» What this task involves
Report each line of the records where "recommendation" occurs.

(Records supplied Opens)

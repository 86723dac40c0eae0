//! Handlers for version-chain, answer, and artifact endpoints.
//!
//! | Method  | Path | Notes |
//! |---------|------|-------|
//! | `POST`  | `/versions` | Body: [`NewDraftBody`]; returns 201 + the draft |
//! | `GET`   | `/versions/:id` | Single version |
//! | `PATCH` | `/versions/:id` | Body: [`DraftPatch`]; drafts only |
//! | `POST`  | `/versions/:id/approve` | Record internal approval |
//! | `POST`  | `/versions/:id/issue` | Render, stage, and commit atomically |
//! | `POST`  | `/versions/:id/next` | New draft from an issued version |
//! | `GET`   | `/versions/:id/artifact` | Signed URL + checksum of the locked export |
//! | `GET`   | `/versions/:id/integrity` | `?checksum=` comparison |
//! | `GET`   | `/versions/:id/summary` | Change summary generated at issuance |
//! | `GET`   | `/chains/:chain_id/versions` | Whole chain, ordered |
//! | `PUT`   | `/versions/:id/answers` | Body: [`RatedAnswer`]; runs the rule engine |
//! | `GET`   | `/versions/:id/answers` | All answers of the version |

use axum::{
  Json,
  extract::{Path, Query, State},
  http::StatusCode,
  response::IntoResponse,
};
use chrono::{DateTime, Utc};
use quill_artifact::{ArtifactDecision, BlobStore, Renderer, artifact_decision};
use quill_core::{
  answer::{Answer, RatedAnswer},
  recommendation::RatingOutcome,
  store::DocumentStore,
  summary::ChangeSummary,
  version::{DocumentVersion, DraftPatch, IssueOutcome, NewDraft},
};
use serde::{Deserialize, Serialize};
use uuid::Uuid;

use crate::{AppState, actor::ActorContext, error::ApiError};

// ─── Create ──────────────────────────────────────────────────────────────────

/// JSON body accepted by `POST /versions`.
#[derive(Debug, Deserialize)]
pub struct NewDraftBody {
  /// Omit to mint a fresh chain.
  pub chain_id:          Option<Uuid>,
  pub title:             String,
  pub document_type:     String,
  pub scope:             Option<String>,
  #[serde(default)]
  pub requires_approval: bool,
}

/// `POST /versions` — returns 201 + the stored draft.
pub async fn create<S, R, B>(
  State(state): State<AppState<S, R, B>>,
  ActorContext(actor): ActorContext,
  Json(body): Json<NewDraftBody>,
) -> Result<impl IntoResponse, ApiError>
where
  S: DocumentStore,
{
  let draft = state
    .store
    .create_draft(
      NewDraft {
        chain_id:          body.chain_id,
        title:             body.title,
        document_type:     body.document_type,
        scope:             body.scope,
        requires_approval: body.requires_approval,
      },
      actor,
    )
    .await
    .map_err(ApiError::store)?;
  Ok((StatusCode::CREATED, Json(draft)))
}

// ─── Read ────────────────────────────────────────────────────────────────────

/// `GET /versions/:id`
pub async fn get_one<S, R, B>(
  State(state): State<AppState<S, R, B>>,
  Path(id): Path<Uuid>,
) -> Result<Json<DocumentVersion>, ApiError>
where
  S: DocumentStore,
{
  let version = state
    .store
    .get_version(id)
    .await
    .map_err(ApiError::store)?
    .ok_or_else(|| ApiError::NotFound(format!("version {id} not found")))?;
  Ok(Json(version))
}

/// `GET /chains/:chain_id/versions`
pub async fn list_chain<S, R, B>(
  State(state): State<AppState<S, R, B>>,
  Path(chain_id): Path<Uuid>,
) -> Result<Json<Vec<DocumentVersion>>, ApiError>
where
  S: DocumentStore,
{
  let versions = state
    .store
    .list_chain(chain_id)
    .await
    .map_err(ApiError::store)?;
  Ok(Json(versions))
}

// ─── Mutate ──────────────────────────────────────────────────────────────────

/// `PATCH /versions/:id` — body is a [`DraftPatch`].
pub async fn update<S, R, B>(
  State(state): State<AppState<S, R, B>>,
  Path(id): Path<Uuid>,
  ActorContext(actor): ActorContext,
  Json(patch): Json<DraftPatch>,
) -> Result<Json<DocumentVersion>, ApiError>
where
  S: DocumentStore,
{
  if patch.is_empty() {
    return Err(ApiError::BadRequest("empty patch".into()));
  }
  let version = state
    .store
    .update_draft(id, patch, actor)
    .await
    .map_err(ApiError::store)?;
  Ok(Json(version))
}

/// `POST /versions/:id/approve`
pub async fn approve<S, R, B>(
  State(state): State<AppState<S, R, B>>,
  Path(id): Path<Uuid>,
  ActorContext(actor): ActorContext,
) -> Result<Json<DocumentVersion>, ApiError>
where
  S: DocumentStore,
{
  let version = state
    .store
    .record_approval(id, actor)
    .await
    .map_err(ApiError::store)?;
  Ok(Json(version))
}

/// `POST /versions/:id/issue` — the full render-then-commit flow.
pub async fn issue<S, R, B>(
  State(state): State<AppState<S, R, B>>,
  Path(id): Path<Uuid>,
  ActorContext(actor): ActorContext,
) -> Result<Json<IssueOutcome>, ApiError>
where
  S: DocumentStore,
  R: Renderer,
  B: BlobStore,
{
  let outcome = state.issuer.issue(state.store.as_ref(), id, actor).await?;
  Ok(Json(outcome))
}

/// `POST /versions/:id/next` — returns 201 + the new draft with carried
/// actions.
pub async fn next_version<S, R, B>(
  State(state): State<AppState<S, R, B>>,
  Path(id): Path<Uuid>,
  ActorContext(actor): ActorContext,
) -> Result<impl IntoResponse, ApiError>
where
  S: DocumentStore,
{
  let draft = state
    .store
    .create_new_version_from(id, actor)
    .await
    .map_err(ApiError::store)?;
  Ok((StatusCode::CREATED, Json(draft)))
}

// ─── Artifact ────────────────────────────────────────────────────────────────

#[derive(Debug, Deserialize)]
pub struct ArtifactParams {
  /// Signed-URL lifetime in seconds. Default 300.
  pub ttl: Option<u64>,
}

#[derive(Debug, Serialize)]
pub struct ArtifactInfo {
  pub url:          String,
  pub checksum:     String,
  pub size_bytes:   u64,
  pub generated_at: DateTime<Utc>,
}

/// `GET /versions/:id/artifact[?ttl=300]`
///
/// Issued and superseded versions serve the locked artifact; drafts have
/// none yet.
pub async fn artifact<S, R, B>(
  State(state): State<AppState<S, R, B>>,
  Path(id): Path<Uuid>,
  Query(params): Query<ArtifactParams>,
) -> Result<Json<ArtifactInfo>, ApiError>
where
  S: DocumentStore,
  R: Renderer,
  B: BlobStore,
{
  let version = state
    .store
    .get_version(id)
    .await
    .map_err(ApiError::store)?
    .ok_or_else(|| ApiError::NotFound(format!("version {id} not found")))?;

  match artifact_decision(&version) {
    ArtifactDecision::Regenerate => Err(ApiError::BadRequest(
      "version is a draft; issue it to lock an artifact".into(),
    )),
    ArtifactDecision::LegacyMissing => Err(ApiError::NotFound(format!(
      "version {id} has no locked artifact"
    ))),
    ArtifactDecision::Cached => {
      let locked = version.artifact.ok_or_else(|| {
        ApiError::NotFound(format!("version {id} has no locked artifact"))
      })?;
      let url = state
        .issuer
        .artifact_url(state.store.as_ref(), id, params.ttl.unwrap_or(300))
        .await?;
      Ok(Json(ArtifactInfo {
        url,
        checksum:     locked.checksum,
        size_bytes:   locked.size_bytes,
        generated_at: locked.generated_at,
      }))
    }
  }
}

#[derive(Debug, Deserialize)]
pub struct IntegrityParams {
  pub checksum: String,
}

/// `GET /versions/:id/integrity?checksum=<sha256-hex>`
pub async fn integrity<S, R, B>(
  State(state): State<AppState<S, R, B>>,
  Path(id): Path<Uuid>,
  Query(params): Query<IntegrityParams>,
) -> Result<Json<serde_json::Value>, ApiError>
where
  S: DocumentStore,
  R: Renderer,
  B: BlobStore,
{
  let valid = state
    .issuer
    .verify_integrity(state.store.as_ref(), id, &params.checksum)
    .await?;
  Ok(Json(serde_json::json!({ "valid": valid })))
}

// ─── Change summary ──────────────────────────────────────────────────────────

/// `GET /versions/:id/summary`
pub async fn summary<S, R, B>(
  State(state): State<AppState<S, R, B>>,
  Path(id): Path<Uuid>,
) -> Result<Json<ChangeSummary>, ApiError>
where
  S: DocumentStore,
{
  let summary = state
    .store
    .change_summary(id)
    .await
    .map_err(ApiError::store)?
    .ok_or_else(|| {
      ApiError::NotFound(format!("no change summary for version {id}"))
    })?;
  Ok(Json(summary))
}

// ─── Answers ─────────────────────────────────────────────────────────────────

/// `PUT /versions/:id/answers` — body is a [`RatedAnswer`]; runs the
/// recommendation rule engine synchronously and reports what it did.
pub async fn save_answer<S, R, B>(
  State(state): State<AppState<S, R, B>>,
  Path(id): Path<Uuid>,
  ActorContext(actor): ActorContext,
  Json(body): Json<RatedAnswer>,
) -> Result<Json<RatingOutcome>, ApiError>
where
  S: DocumentStore,
{
  let outcome = state
    .store
    .save_rating(id, body, actor)
    .await
    .map_err(ApiError::store)?;
  Ok(Json(outcome))
}

/// `GET /versions/:id/answers`
pub async fn list_answers<S, R, B>(
  State(state): State<AppState<S, R, B>>,
  Path(id): Path<Uuid>,
) -> Result<Json<Vec<Answer>>, ApiError>
where
  S: DocumentStore,
{
  let answers = state
    .store
    .list_answers(id)
    .await
    .map_err(ApiError::store)?;
  Ok(Json(answers))
}
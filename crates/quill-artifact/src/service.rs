//! The issuance coordinator.
//!
//! Rendering may be slow, so it happens outside the datastore transaction:
//! the export is rendered and staged in the blob store first, then the
//! pointer and the state flip commit atomically via
//! [`DocumentStore::commit_issue`]. If the commit is rejected the staged
//! blob is deleted best-effort; an orphaned blob is never observable as an
//! issued artifact because only the committed pointer counts.

use chrono::Utc;
use uuid::Uuid;

use quill_core::{
  Error, Result,
  actor::Actor,
  issue::validate_issue,
  store::DocumentStore,
  version::{DocumentVersion, IssueOutcome, IssueState, LockedArtifact},
};

use crate::{
  blob::BlobStore,
  checksum::{checksums_match, sha256_hex},
  renderer::{ExportSnapshot, Renderer},
};

// ─── Regeneration policy ─────────────────────────────────────────────────────

/// What to do when an export of a version is requested.
#[derive(Debug, Clone, Copy, PartialEq, Eq)]
pub enum ArtifactDecision {
  /// Drafts are always rendered fresh.
  Regenerate,
  /// Issued/superseded versions serve the locked artifact.
  Cached,
  /// Immutable version with no artifact — pre-migration data. Served as
  /// not-regenerable, surfaced as a warning.
  LegacyMissing,
}

/// Decide whether an export request should re-render.
pub fn artifact_decision(version: &DocumentVersion) -> ArtifactDecision {
  match version.issue_state {
    IssueState::Draft => ArtifactDecision::Regenerate,
    IssueState::Issued | IssueState::Superseded => {
      if version.artifact.is_some() {
        ArtifactDecision::Cached
      } else {
        tracing::warn!(version = %version.id, "immutable version has no locked artifact");
        ArtifactDecision::LegacyMissing
      }
    }
  }
}

// ─── Issuer ──────────────────────────────────────────────────────────────────

/// Couples a renderer and a blob store into the issuance flow.
#[derive(Debug, Clone)]
pub struct Issuer<R, B> {
  renderer: R,
  blobs:    B,
}

impl<R, B> Issuer<R, B>
where
  R: Renderer,
  B: BlobStore,
{
  pub fn new(renderer: R, blobs: B) -> Self { Self { renderer, blobs } }

  /// Issue a draft version: validate preconditions, render and stage the
  /// export, then commit the artifact pointer and state flip atomically.
  ///
  /// On renderer or blob failure the version remains a draft with the
  /// failure message persisted; retries are the caller's responsibility and
  /// re-enter here from scratch.
  pub async fn issue<S>(
    &self,
    store: &S,
    version_id: Uuid,
    actor: Actor,
  ) -> Result<IssueOutcome>
  where
    S: DocumentStore,
  {
    let version = store
      .get_version(version_id)
      .await
      .map_err(Into::into)?
      .ok_or(Error::VersionNotFound(version_id))?;

    let answers = store.list_answers(version_id).await.map_err(Into::into)?;
    let actions = store
      .list_actions(version_id, false)
      .await
      .map_err(Into::into)?;

    validate_issue(&version, answers.len(), actor)
      .map_err(Error::IssueValidation)?;

    let snapshot = ExportSnapshot { version, answers, actions };

    let rendered = match self.renderer.render(&snapshot).await {
      Ok(r)  => r,
      Err(e) => return self.abort(store, version_id, e.to_string()).await,
    };

    let checksum = sha256_hex(&rendered.bytes);
    let size_bytes = rendered.bytes.len() as u64;
    let staging_path =
      format!("artifacts/{version_id}/{}", Uuid::new_v4());

    let blob_ref = match self.blobs.put(staging_path, rendered.bytes).await {
      Ok(r)  => r,
      Err(e) => return self.abort(store, version_id, e.to_string()).await,
    };

    let artifact = LockedArtifact {
      blob_ref:     blob_ref.clone(),
      checksum,
      size_bytes,
      generated_at: Utc::now(),
    };

    match store.commit_issue(version_id, actor, artifact).await {
      Ok(outcome) => {
        tracing::info!(
          version = %version_id,
          superseded = ?outcome.superseded,
          "issued version"
        );
        Ok(outcome)
      }
      Err(e) => {
        // The staged blob is unreferenced; drop it so it cannot linger.
        if let Err(cleanup) = self.blobs.delete(blob_ref).await {
          tracing::warn!(version = %version_id, error = %cleanup, "staged artifact cleanup failed");
        }
        Err(e.into())
      }
    }
  }

  async fn abort<S>(
    &self,
    store: &S,
    version_id: Uuid,
    message: String,
  ) -> Result<IssueOutcome>
  where
    S: DocumentStore,
  {
    tracing::warn!(version = %version_id, error = %message, "issuance aborted");
    store
      .record_issue_failure(version_id, message.clone())
      .await
      .map_err(Into::into)?;
    Err(Error::ArtifactGenerationFailed(message))
  }

  /// Compare a supplied checksum against the stored one. `false` when the
  /// version has no locked artifact.
  pub async fn verify_integrity<S>(
    &self,
    store: &S,
    version_id: Uuid,
    supplied: &str,
  ) -> Result<bool>
  where
    S: DocumentStore,
  {
    let version = store
      .get_version(version_id)
      .await
      .map_err(Into::into)?
      .ok_or(Error::VersionNotFound(version_id))?;

    Ok(
      version
        .artifact
        .map(|a| checksums_match(&a.checksum, supplied))
        .unwrap_or(false),
    )
  }

  /// A time-limited sharing URL for a version's locked artifact.
  pub async fn artifact_url<S>(
    &self,
    store: &S,
    version_id: Uuid,
    ttl_seconds: u64,
  ) -> Result<String>
  where
    S: DocumentStore,
  {
    let version = store
      .get_version(version_id)
      .await
      .map_err(Into::into)?
      .ok_or(Error::VersionNotFound(version_id))?;

    let artifact = version
      .artifact
      .ok_or_else(|| Error::Storage(format!("version {version_id} has no artifact")))?;

    self
      .blobs
      .signed_url(artifact.blob_ref, ttl_seconds)
      .await
      .map_err(|e| Error::Storage(e.to_string()))
  }
}

// ─── Tests ───────────────────────────────────────────────────────────────────

#[cfg(test)]
mod tests {
  use quill_core::{
    answer::RatedAnswer,
    issue::IssuePrecondition,
    version::NewDraft,
  };
  use quill_store_sqlite::SqliteStore;

  use super::*;
  use crate::renderer::{FailingRenderer, JsonSnapshotRenderer};
  use crate::MemoryBlobStore;

  fn editor() -> Actor { Actor::editor(Uuid::new_v4()) }

  fn draft_input() -> NewDraft {
    NewDraft {
      chain_id:          None,
      title:             "Warehouse survey".into(),
      document_type:     "risk_assessment".into(),
      scope:             None,
      requires_approval: false,
    }
  }

  async fn draft_with_answer(store: &SqliteStore) -> (DocumentVersion, Actor) {
    let actor = editor();
    let v = store.create_draft(draft_input(), actor).await.unwrap();
    store
      .save_rating(
        v.id,
        RatedAnswer {
          section_key: "FP_09".into(),
          field_key:   "hotWork".into(),
          value:       serde_json::json!("controlled"),
          rating:      Some("good".into()),
        },
        actor,
      )
      .await
      .unwrap();
    (v, actor)
  }

  #[tokio::test]
  async fn issue_locks_artifact_and_flips_state() {
    let store = SqliteStore::open_in_memory().await.unwrap();
    let blobs = MemoryBlobStore::new();
    let issuer = Issuer::new(JsonSnapshotRenderer, blobs.clone());
    let (v, actor) = draft_with_answer(&store).await;

    let outcome = issuer.issue(&store, v.id, actor).await.unwrap();

    assert_eq!(outcome.version.issue_state, IssueState::Issued);
    let artifact = outcome.version.artifact.unwrap();
    assert_eq!(artifact.checksum.len(), 64);
    assert!(artifact.size_bytes > 0);

    // The staged blob is the committed one.
    let bytes = blobs.get(artifact.blob_ref.clone()).await.unwrap();
    assert_eq!(sha256_hex(&bytes), artifact.checksum);
  }

  #[tokio::test]
  async fn render_failure_leaves_version_draft() {
    let store = SqliteStore::open_in_memory().await.unwrap();
    let blobs = MemoryBlobStore::new();
    let issuer = Issuer::new(FailingRenderer, blobs.clone());
    let (v, actor) = draft_with_answer(&store).await;

    let err = issuer.issue(&store, v.id, actor).await.unwrap_err();
    assert!(matches!(err, Error::ArtifactGenerationFailed(_)));

    let after = store.get_version(v.id).await.unwrap().unwrap();
    assert_eq!(after.issue_state, IssueState::Draft);
    assert!(after.artifact.is_none());
    assert!(after.issue_error.is_some());
    assert!(blobs.is_empty());
  }

  #[tokio::test]
  async fn failed_issue_is_retryable_from_scratch() {
    let store = SqliteStore::open_in_memory().await.unwrap();
    let (v, actor) = draft_with_answer(&store).await;

    let failing = Issuer::new(FailingRenderer, MemoryBlobStore::new());
    failing.issue(&store, v.id, actor).await.unwrap_err();

    let working = Issuer::new(JsonSnapshotRenderer, MemoryBlobStore::new());
    let outcome = working.issue(&store, v.id, actor).await.unwrap();
    assert_eq!(outcome.version.issue_state, IssueState::Issued);
    // The stale failure message is cleared by the successful issue.
    assert!(outcome.version.issue_error.is_none());
  }

  #[tokio::test]
  async fn preconditions_reported_together() {
    let store = SqliteStore::open_in_memory().await.unwrap();
    let issuer = Issuer::new(JsonSnapshotRenderer, MemoryBlobStore::new());
    let actor = editor();
    // No answers saved, and the viewer lacks permission.
    let v = store.create_draft(draft_input(), actor).await.unwrap();

    let err = issuer
      .issue(&store, v.id, Actor::viewer(Uuid::new_v4()))
      .await
      .unwrap_err();

    let Error::IssueValidation(failed) = err else {
      panic!("expected IssueValidation, got {err:?}");
    };
    assert!(failed.contains(&IssuePrecondition::MissingPermission));
    assert!(failed.contains(&IssuePrecondition::NoPopulatedAnswers));
  }

  #[tokio::test]
  async fn double_issue_is_rejected_before_rendering() {
    let store = SqliteStore::open_in_memory().await.unwrap();
    let issuer = Issuer::new(JsonSnapshotRenderer, MemoryBlobStore::new());
    let (v, actor) = draft_with_answer(&store).await;

    issuer.issue(&store, v.id, actor).await.unwrap();
    let err = issuer.issue(&store, v.id, actor).await.unwrap_err();
    assert!(matches!(err, Error::IssueValidation(_)));
  }

  #[tokio::test]
  async fn verify_integrity_checks_stored_checksum() {
    let store = SqliteStore::open_in_memory().await.unwrap();
    let issuer = Issuer::new(JsonSnapshotRenderer, MemoryBlobStore::new());
    let (v, actor) = draft_with_answer(&store).await;

    let outcome = issuer.issue(&store, v.id, actor).await.unwrap();
    let checksum = outcome.version.artifact.unwrap().checksum;

    assert!(issuer.verify_integrity(&store, v.id, &checksum).await.unwrap());
    assert!(
      issuer
        .verify_integrity(&store, v.id, &checksum.to_uppercase())
        .await
        .unwrap()
    );
    assert!(!issuer.verify_integrity(&store, v.id, "deadbeef").await.unwrap());
  }

  #[tokio::test]
  async fn verify_integrity_false_without_artifact() {
    let store = SqliteStore::open_in_memory().await.unwrap();
    let issuer = Issuer::new(JsonSnapshotRenderer, MemoryBlobStore::new());
    let (v, _) = draft_with_answer(&store).await;

    assert!(!issuer.verify_integrity(&store, v.id, "anything").await.unwrap());
  }

  #[tokio::test]
  async fn artifact_url_serves_committed_blob() {
    let store = SqliteStore::open_in_memory().await.unwrap();
    let issuer = Issuer::new(JsonSnapshotRenderer, MemoryBlobStore::new());
    let (v, actor) = draft_with_answer(&store).await;

    issuer.issue(&store, v.id, actor).await.unwrap();
    let url = issuer.artifact_url(&store, v.id, 300).await.unwrap();
    assert!(url.contains(&v.id.to_string()));
  }

  #[test]
  fn decision_follows_issue_state() {
    let id = Uuid::new_v4();
    let mut v = DocumentVersion {
      id,
      chain_id:          id,
      version_number:    1,
      issue_state:       IssueState::Draft,
      superseded_by:     None,
      title:             "t".into(),
      document_type:     "d".into(),
      scope:             None,
      created_at:        Utc::now(),
      created_by:        Uuid::new_v4(),
      issued_at:         None,
      issued_by:         None,
      requires_approval: false,
      approved_at:       None,
      approved_by:       None,
      artifact:          None,
      issue_error:       None,
    };

    assert_eq!(artifact_decision(&v), ArtifactDecision::Regenerate);

    v.issue_state = IssueState::Issued;
    assert_eq!(artifact_decision(&v), ArtifactDecision::LegacyMissing);

    v.artifact = Some(LockedArtifact {
      blob_ref:     "artifacts/x".into(),
      checksum:     "00".into(),
      size_bytes:   2,
      generated_at: Utc::now(),
    });
    assert_eq!(artifact_decision(&v), ArtifactDecision::Cached);

    v.issue_state = IssueState::Superseded;
    assert_eq!(artifact_decision(&v), ArtifactDecision::Cached);
  }
}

(Records supplied Closes)

» Expected answer
  recommendation::RatingOutcome,
/// recommendation rule engine synchronously and reports what it did.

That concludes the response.